A partnership between Strathclyde University and Scottish and Southern Energy will create a Centre Of Engineering Excellence For Renewable Energy, backed with almost £3m of Scottish Government cash.

First Minister Alex Salmond announced the deal as he visited the Energy Advisory Board in Glasgow, with Ian Marchant, chief executive of SSE.

Glasgow was chosen ahead of other major cities across Europe, following the awarding of £2.8m Regional Selective Assistance funding from the Scottish Government.

The First Minister said the centre would establish the city at the forefront of an industry of the future.

He said: “Renewable energy is at the heart of Scotland’s new economy and society, alongside carbon capture and greater energy efficiency.

“Achieving our ambitions requires a strong partnership between Government, industry and the wider public sector.

“I am delighted Scottish and Southern Energy has decided to establish its Centre Of Engineering Excellence in Glasgow.

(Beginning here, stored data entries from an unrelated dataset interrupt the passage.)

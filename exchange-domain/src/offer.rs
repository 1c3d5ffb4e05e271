//! Offers, offer requests and the body used to ask for them.

use chrono::{DateTime, Utc};
use rust_decimal::Decimal;
use serde::{Deserialize, Serialize};

use crate::value_objects::DomainError;

// =============================================================================
// Offer body
// =============================================================================

/// The offer-defining inputs sent to the exchange service.
///
/// Two bodies describe the same request when country, region, both currency
/// codes and the amount agree; [`OfferBody::same_request`] is the single
/// definition of that rule and is what offer responses are checked against.
#[derive(Debug, Clone, PartialEq, Eq, Serialize, Deserialize)]
pub struct OfferBody {
    /// ISO country code
    pub country_code: String,
    /// Region code, when the country requires one
    pub region_code: Option<String>,
    /// Currency being spent
    pub source_currency_code: String,
    /// Currency being received
    pub quote_currency_code: String,
    /// Amount of the source currency
    pub source_currency_amount: Decimal,
    /// Wallet currency id of the source currency
    pub currency_id: String,
    /// Ask for test offers
    #[serde(default)]
    pub test: bool,
}

impl OfferBody {
    /// Whether `other` asks for the same offers as `self`.
    ///
    /// Amounts compare numerically, so "100" and "100.00" match.
    pub fn same_request(&self, other: &OfferBody) -> bool {
        self.country_code == other.country_code
            && self.region_code == other.region_code
            && self.source_currency_code == other.source_currency_code
            && self.quote_currency_code == other.quote_currency_code
            && self.source_currency_amount == other.source_currency_amount
    }

    /// Copy of this body with a different amount.
    pub fn with_amount(&self, amount: Decimal) -> Self {
        Self {
            source_currency_amount: amount,
            ..self.clone()
        }
    }
}

// =============================================================================
// Offer
// =============================================================================

/// Provider of an offer.
#[derive(Debug, Clone, PartialEq, Eq, Serialize, Deserialize)]
pub struct Provider {
    /// Display name
    #[serde(default = "Provider::unknown_name")]
    pub name: String,
    /// Logo url
    #[serde(default)]
    pub logo_url: Option<String>,
    /// Stable provider identifier
    pub slug: String,
    /// Provider website
    #[serde(default)]
    pub url: Option<String>,
}

impl Provider {
    fn unknown_name() -> String {
        "<Unknown>".to_string()
    }
}

/// Kind of an offer limit.
#[derive(Debug, Clone, Copy, PartialEq, Eq, Serialize, Deserialize)]
#[serde(rename_all = "snake_case")]
pub enum LimitType {
    /// Minimum source amount
    SourceCurrencyMin,
    /// Maximum source amount
    SourceCurrencyMax,
    /// Minimum quote amount
    QuoteCurrencyMin,
    /// Maximum quote amount
    QuoteCurrencyMax,
}

/// An amount limit attached to an offer.
#[derive(Debug, Clone, PartialEq, Eq, Serialize, Deserialize)]
pub struct Limit {
    /// Limit name as reported by the provider
    pub name: String,
    /// What the limit constrains
    #[serde(rename = "type")]
    pub limit_type: LimitType,
    /// Limit amount
    pub amount: Decimal,
    /// Amount already consumed inside the limit window
    #[serde(default)]
    pub consumed: Option<Decimal>,
}

/// Availability of a settlement method.
#[derive(Debug, Clone, Copy, PartialEq, Eq, Serialize, Deserialize)]
#[serde(rename_all = "lowercase")]
pub enum MethodStatus {
    /// Needs further user setup
    Pending,
    /// Usable now
    Ready,
}

/// How one side of an offer is settled.
#[derive(Debug, Clone, PartialEq, Eq, Serialize, Deserialize)]
#[serde(tag = "type", rename_all = "snake_case")]
pub enum CurrencyMethod {
    /// SEPA bank transfer
    Sepa {
        /// Availability
        status: MethodStatus,
    },
    /// Card payment
    Card {
        /// Availability
        status: MethodStatus,
        /// Card network / last digits shown to the user
        #[serde(default)]
        description: Option<String>,
    },
    /// ACH bank transfer
    Ach {
        /// Availability
        status: MethodStatus,
        /// Linked bank account description
        #[serde(default)]
        description: Option<String>,
    },
    /// On-chain transfer
    Crypto {
        /// Availability
        status: MethodStatus,
    },
}

impl CurrencyMethod {
    /// Availability of this method.
    pub fn status(&self) -> MethodStatus {
        match self {
            CurrencyMethod::Sepa { status }
            | CurrencyMethod::Card { status, .. }
            | CurrencyMethod::Ach { status, .. }
            | CurrencyMethod::Crypto { status } => *status,
        }
    }

    /// Whether this method can be used right away.
    pub fn is_ready(&self) -> bool {
        self.status() == MethodStatus::Ready
    }

    /// Whether both methods are the same kind (card vs card, ...).
    pub fn same_kind(&self, other: &CurrencyMethod) -> bool {
        std::mem::discriminant(self) == std::mem::discriminant(other)
    }

    /// Short name used in analytics.
    pub fn kind_name(&self) -> &'static str {
        match self {
            CurrencyMethod::Sepa { .. } => "sepa",
            CurrencyMethod::Card { .. } => "card",
            CurrencyMethod::Ach { .. } => "ach",
            CurrencyMethod::Crypto { .. } => "crypto",
        }
    }
}

/// Fee category of an invoice line.
#[derive(Debug, Clone, Copy, PartialEq, Eq, Serialize, Deserialize)]
pub enum FeeType {
    /// Charged by the provider
    #[serde(rename = "provider_fee")]
    Provider,
    /// Charged by the platform
    #[serde(rename = "platform_fee")]
    Platform,
    /// Network (mining/gas) fee
    #[serde(rename = "network_fee")]
    Network,
}

/// A single fee line of an invoice estimate.
#[derive(Debug, Clone, PartialEq, Eq, Serialize, Deserialize)]
pub struct Fee {
    /// Fee percentage of the order, when proportional
    #[serde(default)]
    pub percentage: Option<Decimal>,
    /// Fee in source currency before discounts
    #[serde(default)]
    pub source_currency_amount: Option<Decimal>,
    /// Fee in quote currency before discounts
    #[serde(default)]
    pub quote_currency_amount: Option<Decimal>,
    /// Fee category
    #[serde(rename = "fee_type")]
    pub fee_type: FeeType,
}

/// Subtotal / fees / total for one side of an invoice.
#[derive(Debug, Clone, PartialEq, Eq, Serialize, Deserialize)]
pub struct Estimate {
    /// Amount before fees
    pub subtotal: Decimal,
    /// Sum of fees
    pub fees: Decimal,
    /// Amount after fees
    pub total: Decimal,
}

/// Estimated invoice for an offer.
#[derive(Debug, Clone, PartialEq, Eq, Serialize, Deserialize)]
pub struct InvoiceEstimate {
    /// Fee lines
    pub fees: Vec<Fee>,
    /// Source side totals
    pub source_currency: Estimate,
    /// Quote side totals
    pub quote_currency: Estimate,
}

impl InvoiceEstimate {
    /// Source amount of the first fee of `fee_type`.
    pub fn fee_amount(&self, fee_type: FeeType) -> Option<Decimal> {
        self.fees
            .iter()
            .find(|fee| fee.fee_type == fee_type)
            .and_then(|fee| fee.source_currency_amount)
    }
}

/// A provider's quote for an offer body.
#[derive(Debug, Clone, PartialEq, Eq, Serialize, Deserialize)]
pub struct ExchangeOffer {
    /// Offer identifier, used to create an order
    pub offer_id: String,
    /// Creation time
    pub created_at: DateTime<Utc>,
    /// Expiry time
    pub expires_at: DateTime<Utc>,
    /// How the quote currency is delivered
    pub quote_currency_method: CurrencyMethod,
    /// How the source currency is paid
    pub source_currency_method: CurrencyMethod,
    /// Offer provider
    pub provider: Provider,
    /// Free-form delivery estimate
    #[serde(default, rename = "provider_delivery_estimate")]
    pub delivery_estimate: Option<String>,
    /// Amount limits
    #[serde(default)]
    pub limits: Vec<Limit>,
    /// Invoice estimate; absent when the body is outside the limits
    #[serde(default)]
    pub invoice_estimate: Option<InvoiceEstimate>,
}

impl ExchangeOffer {
    /// Amount of the first limit of `limit_type`.
    pub fn limit(&self, limit_type: LimitType) -> Option<Decimal> {
        self.limits
            .iter()
            .find(|limit| limit.limit_type == limit_type)
            .map(|limit| limit.amount)
    }
}

// =============================================================================
// Offer request
// =============================================================================

/// Gathering state of an offer request.
#[derive(Debug, Clone, Copy, PartialEq, Eq, Serialize, Deserialize)]
#[serde(rename_all = "lowercase")]
pub enum OfferRequestStatus {
    /// Providers are still answering
    Gathering,
    /// All known offers are included
    Complete,
}

/// Server-side collection of offers for one body.
#[derive(Debug, Clone, PartialEq, Eq, Serialize, Deserialize)]
pub struct OfferRequest {
    /// Resource url; the id is its last path segment
    pub url: String,
    /// Creation time
    pub created_at: DateTime<Utc>,
    /// Gathering state
    pub status: OfferRequestStatus,
    /// Requested country
    pub country_code: String,
    /// Requested region
    #[serde(default)]
    pub region_code: Option<String>,
    /// Requested source currency
    pub source_currency_code: String,
    /// Requested quote currency
    pub quote_currency_code: String,
    /// Offers gathered so far
    #[serde(default)]
    pub offers: Vec<ExchangeOffer>,
}

impl OfferRequest {
    /// Identifier used to poll this request.
    ///
    /// # Errors
    /// Returns `DomainError::InvalidOfferRequest` when the url has no id segment.
    pub fn id(&self) -> Result<&str, DomainError> {
        match self.url.trim_end_matches('/').rsplit('/').next() {
            Some(id) if !id.is_empty() => Ok(id),
            _ => Err(DomainError::InvalidOfferRequest(self.url.clone())),
        }
    }

    /// Whether gathering has finished.
    pub fn is_complete(&self) -> bool {
        self.status == OfferRequestStatus::Complete
    }

    /// Copy of this request marked complete.
    pub fn completed(&self) -> Self {
        Self {
            status: OfferRequestStatus::Complete,
            ..self.clone()
        }
    }
}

This is a significant commitment and investment by SSE in the city and in Scotland.

“Furthermore, this initiative positions Glasgow to be at the epicentre of a key strand of 21st century engineering, just as the city dominated the engineering ages of the past.”

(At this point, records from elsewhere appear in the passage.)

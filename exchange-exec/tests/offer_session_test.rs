//! Offer session: debounce, polling, supersession and wallet clamping.

mod common;

use std::time::Duration;

use rust_decimal_macros::dec;

use common::*;
use exchange_domain::{ApiError, OfferRequest, OfferRequestStatus};
use exchange_engine::{Effect, Event, Mode};
use exchange_exec::RuntimeConfig;

fn request_offers(harness: &Harness, body: Option<exchange_domain::OfferBody>, mode: Mode) {
    harness.runtime.dispatch(Effect::RequestOffers {
        body,
        mode,
        amount_decimals: 8,
    });
}

fn polled(status: OfferRequestStatus, slugs: &[&str]) -> OfferRequest {
    let body = body(dec!(1));
    OfferRequest {
        url: format!("{HOST}/exchange/offer-requests/req_1"),
        created_at: chrono::Utc::now(),
        status,
        country_code: body.country_code,
        region_code: body.region_code,
        source_currency_code: body.source_currency_code,
        quote_currency_code: body.quote_currency_code,
        offers: slugs.iter().map(|slug| offer(slug)).collect(),
    }
}

// =============================================================================
// Debounce
// =============================================================================

#[tokio::test(start_paused = true)]
async fn test_requests_within_debounce_window_collapse_to_latest() {
    let mut harness = Harness::new();
    harness
        .api
        .set_offers(vec![offer("moonpay")], OfferRequestStatus::Complete);

    for amount in [dec!(1), dec!(1.5), dec!(2)] {
        request_offers(&harness, Some(body(amount)), Mode::Buy);
        tokio::time::sleep(Duration::from_millis(100)).await;
    }

    let Some(Event::OnOfferRequestUpdated {
        offer_body,
        offer_request,
        offer_details,
    }) = harness.next_event().await
    else {
        panic!("expected offers");
    };
    assert_eq!(offer_body, body(dec!(2)));
    assert!(offer_request.is_complete());
    assert_eq!(offer_details.len(), 1);
    assert_eq!(harness.api.offer_bodies(), vec![body(dec!(2))]);
    assert!(harness.drain().await.is_empty());
}

#[tokio::test(start_paused = true)]
async fn test_session_waits_for_debounce() {
    let mut harness = Harness::new();

    request_offers(&harness, Some(body(dec!(1))), Mode::Buy);
    tokio::time::sleep(Duration::from_millis(700)).await;
    assert!(harness.api.offer_bodies().is_empty());

    tokio::time::sleep(Duration::from_millis(100)).await;
    assert_eq!(harness.api.offer_bodies().len(), 1);
    assert!(harness.next_event().await.is_some());
}

#[tokio::test(start_paused = true)]
async fn test_empty_body_cancels_pending_session() {
    let mut harness = Harness::new();

    request_offers(&harness, Some(body(dec!(1))), Mode::Buy);
    request_offers(&harness, None, Mode::Buy);

    assert!(harness.drain().await.is_empty());
    assert!(harness.api.offer_bodies().is_empty());
}

// =============================================================================
// Polling
// =============================================================================

#[tokio::test(start_paused = true)]
async fn test_unchanged_polls_are_silent_and_budget_forces_complete() {
    let mut harness = Harness::new();
    harness
        .api
        .set_offers(vec![offer("moonpay")], OfferRequestStatus::Gathering);

    request_offers(&harness, Some(body(dec!(1))), Mode::Buy);
    let events = harness.drain().await;

    assert_eq!(events.len(), 2);
    let statuses: Vec<_> = events
        .iter()
        .map(|event| match event {
            Event::OnOfferRequestUpdated { offer_request, .. } => offer_request.status,
            other => panic!("unexpected {other:?}"),
        })
        .collect();
    assert_eq!(
        statuses,
        vec![OfferRequestStatus::Gathering, OfferRequestStatus::Complete]
    );
    assert_eq!(harness.api.poll_count(), 8);
}

#[tokio::test(start_paused = true)]
async fn test_changed_poll_is_emitted_and_completion_stops_polling() {
    let mut harness = Harness::new();
    harness
        .api
        .set_offers(vec![offer("moonpay")], OfferRequestStatus::Gathering);
    harness
        .api
        .push_poll(Ok(polled(OfferRequestStatus::Complete, &["moonpay", "banxa"])));

    request_offers(&harness, Some(body(dec!(1))), Mode::Buy);
    let events = harness.drain().await;

    assert_eq!(events.len(), 2);
    let Event::OnOfferRequestUpdated {
        offer_request,
        offer_details,
        ..
    } = &events[1]
    else {
        panic!("expected update");
    };
    assert!(offer_request.is_complete());
    assert_eq!(offer_details.len(), 2);
    assert_eq!(harness.api.poll_count(), 1);
}

#[tokio::test(start_paused = true)]
async fn test_poll_error_ends_session() {
    let mut harness = Harness::new();
    harness
        .api
        .set_offers(vec![], OfferRequestStatus::Gathering);
    harness.api.push_poll(Err(ApiError::new(502, "bad gateway")));

    request_offers(&harness, Some(body(dec!(1))), Mode::Buy);
    let events = harness.drain().await;

    assert_eq!(events.len(), 2);
    assert_eq!(
        events[1],
        Event::OnOfferRequestError {
            offer_body: body(dec!(1)),
            error: ApiError::new(502, "bad gateway"),
        }
    );
    assert_eq!(harness.api.poll_count(), 1);
}

#[tokio::test(start_paused = true)]
async fn test_create_failure_is_reported_with_body() {
    let mut harness = Harness::new();
    harness
        .api
        .set_offer_request_error(Some(ApiError::new(400, "unsupported")));

    request_offers(&harness, Some(body(dec!(1))), Mode::Buy);

    assert_eq!(
        harness.next_event().await,
        Some(Event::OnOfferRequestError {
            offer_body: body(dec!(1)),
            error: ApiError::new(400, "unsupported"),
        })
    );
}

#[tokio::test(start_paused = true)]
async fn test_newer_request_silences_polling_session() {
    let mut harness = Harness::with_config(RuntimeConfig::default());
    harness
        .api
        .set_offers(vec![offer("moonpay")], OfferRequestStatus::Gathering);

    request_offers(&harness, Some(body(dec!(1))), Mode::Buy);
    let first = harness.next_event().await;
    assert!(matches!(first, Some(Event::OnOfferRequestUpdated { .. })));

    harness
        .api
        .set_offers(vec![offer("banxa")], OfferRequestStatus::Complete);
    request_offers(&harness, Some(body(dec!(3))), Mode::Buy);

    let events = harness.drain().await;
    assert_eq!(events.len(), 1);
    let Event::OnOfferRequestUpdated { offer_body, .. } = &events[0] else {
        panic!("expected update");
    };
    assert_eq!(offer_body, &body(dec!(3)));
}

// =============================================================================
// Wallet maximum
// =============================================================================

#[tokio::test(start_paused = true)]
async fn test_sell_amount_above_wallet_maximum_is_clamped() {
    let mut harness = Harness::new();
    harness.wallet.set_maximum(BTC_ID, dec!(1.5));
    harness
        .api
        .set_offers(vec![offer("moonpay")], OfferRequestStatus::Complete);

    request_offers(&harness, Some(body(dec!(2))), Mode::Sell);

    assert_eq!(
        harness.next_event().await,
        Some(Event::OnOfferAmountOverridden {
            original_body: body(dec!(2)),
            new_amount: dec!(1.5),
        })
    );
    let Some(Event::OnOfferRequestUpdated { offer_body, .. }) = harness.next_event().await else {
        panic!("expected offers");
    };
    assert_eq!(offer_body, body(dec!(1.5)));
    assert_eq!(harness.api.offer_bodies(), vec![body(dec!(1.5))]);
    assert_eq!(
        harness.wallet.estimate_targets(),
        vec![(
            BTC_ID.to_string(),
            "1AmuhVShZTywwsB9H7bKmeXBHjyMbdLQBS".to_string()
        )]
    );
}

#[tokio::test(start_paused = true)]
async fn test_wallet_maximum_is_truncated_to_currency_decimals() {
    let mut harness = Harness::new();
    harness.wallet.set_maximum(BTC_ID, dec!(0.123456789));

    request_offers(&harness, Some(body(dec!(0.5))), Mode::Sell);

    assert_eq!(
        harness.next_event().await,
        Some(Event::OnOfferAmountOverridden {
            original_body: body(dec!(0.5)),
            new_amount: dec!(0.12345678),
        })
    );
    let Some(Event::OnOfferRequestUpdated { offer_body, .. }) = harness.next_event().await else {
        panic!("expected offers");
    };
    assert_eq!(offer_body.source_currency_amount, dec!(0.12345678));
    assert_eq!(harness.api.offer_bodies(), vec![body(dec!(0.12345678))]);
}

#[tokio::test(start_paused = true)]
async fn test_trade_amount_within_maximum_is_sent_unchanged() {
    let mut harness = Harness::new();
    harness.wallet.set_maximum(BTC_ID, dec!(5));

    request_offers(&harness, Some(body(dec!(2))), Mode::Trade);

    let Some(Event::OnOfferRequestUpdated { offer_body, .. }) = harness.next_event().await else {
        panic!("expected offers");
    };
    assert_eq!(offer_body, body(dec!(2)));
}

#[tokio::test(start_paused = true)]
async fn test_failed_estimate_stops_before_request() {
    let mut harness = Harness::new();

    request_offers(&harness, Some(body(dec!(2))), Mode::Sell);

    assert_eq!(
        harness.next_event().await,
        Some(Event::OnOfferRequestError {
            offer_body: body(dec!(2)),
            error: ApiError::local("max estimate failed"),
        })
    );
    assert!(harness.api.offer_bodies().is_empty());
}

#[tokio::test(start_paused = true)]
async fn test_unknown_network_estimates_against_own_address() {
    let mut harness = Harness::new();
    let doge = "dogecoin-mainnet:__native__";
    harness.wallet.set_maximum(doge, dec!(100));
    let mut doge_body = body(dec!(10));
    doge_body.currency_id = doge.to_string();

    request_offers(&harness, Some(doge_body), Mode::Sell);
    harness.next_event().await;

    assert_eq!(
        harness.wallet.estimate_targets(),
        vec![(doge.to_string(), format!("stub-address-{doge}"))]
    );
}

#[tokio::test(start_paused = true)]
async fn test_buy_skips_wallet_estimate() {
    let mut harness = Harness::new();

    request_offers(&harness, Some(body(dec!(2))), Mode::Buy);
    harness.next_event().await;

    assert!(harness.wallet.estimate_targets().is_empty());
}

#[tokio::test(start_paused = true)]
async fn test_dispose_cancels_debouncing_session() {
    let mut harness = Harness::new();

    request_offers(&harness, Some(body(dec!(1))), Mode::Buy);
    harness.runtime.dispose();

    assert!(harness.drain().await.is_empty());
    assert!(harness.api.offer_bodies().is_empty());
}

The new posts were described as “high value, skilled, professional jobs”.

The location of the centre of excellence has yet to be identified but will be in the city centre.

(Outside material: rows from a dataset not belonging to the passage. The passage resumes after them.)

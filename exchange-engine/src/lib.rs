//! Cosmos Exchange Engine Layer
//!
//! Pure decision logic for the exchange flow, deterministic, no I/O.
//! Takes the current `Model` and an `Event` and returns the next `Model`
//! plus the `Effect`s to execute.
//!
//! # Architecture
//!
//! ```text
//! UI / Effect runtime
//!        │ Event
//!        ▼
//!  ┌───────────┐   Next { model, effects }
//!  │  update   │ ─────────────────────────────► event loop
//!  └───────────┘
//!        ▲
//!        │ &Model (immutable snapshot)
//! ```
//!
//! Every transition builds a new `Model`; nothing here suspends or touches
//! the network, so every rule is testable with plain values.

#![warn(clippy::all)]

pub mod amount;
pub mod effect;
pub mod event;
pub mod model;
pub mod offers;
mod order_flow;
mod order_setup;
mod settings;
pub mod update;

pub use amount::{apply_amount_change, AmountChange, AmountEdit, MAX_INPUT_DIGITS};
pub use effect::{Effect, UserAction};
pub use event::{Event, SendFailedReason, UserPreferencesLoaded};
pub use model::{
    ConfigTarget, ErrorState, ErrorType, InputError, InvalidOffer, Mode, Model, OfferDetails,
    OfferState, State, ValidOffer,
};
pub use offers::{default_offer, offer_details};
pub use update::{init, update, Next};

From the base SSE will develop and oversee its renewables strategy for the UK and Europe.

Mr Marchant said: “Our centre will play a crucial part in helping SSE to realise its renewable energy goals in the UK, Ireland and elsewhere in Europe, helping to secure energy supplies and contributing to the development of a lower carbon economy.

“Having considered all the options in mainland Europe, Ireland and the UK, we have settled on Glasgow as the best location. The city’s own sustainable energy ambitions also make it a very appropriate choice.

“We are very positive about the prospects for creating jobs to harness Europe’s renewable energy resources and the potential to make a significant contribution to the achievement of Scotland’s ambitions.”

Scottish and Southern Energy is starting a five-year £3bn investment programme in renewable energy projects, specialising in on and off-shore wind farms.

Professor Jim McDonald, Principal of the University of Strathclyde, said: “If we are to address the challenges of climate change, rapid and widespread deployment of renewable energy technologies is critical.

“This new partnership reflects Scotland’s potential to be at the forefront of the UK and Euro­pean renewable energy sectors, creating jobs and research and devel­opment opportunities.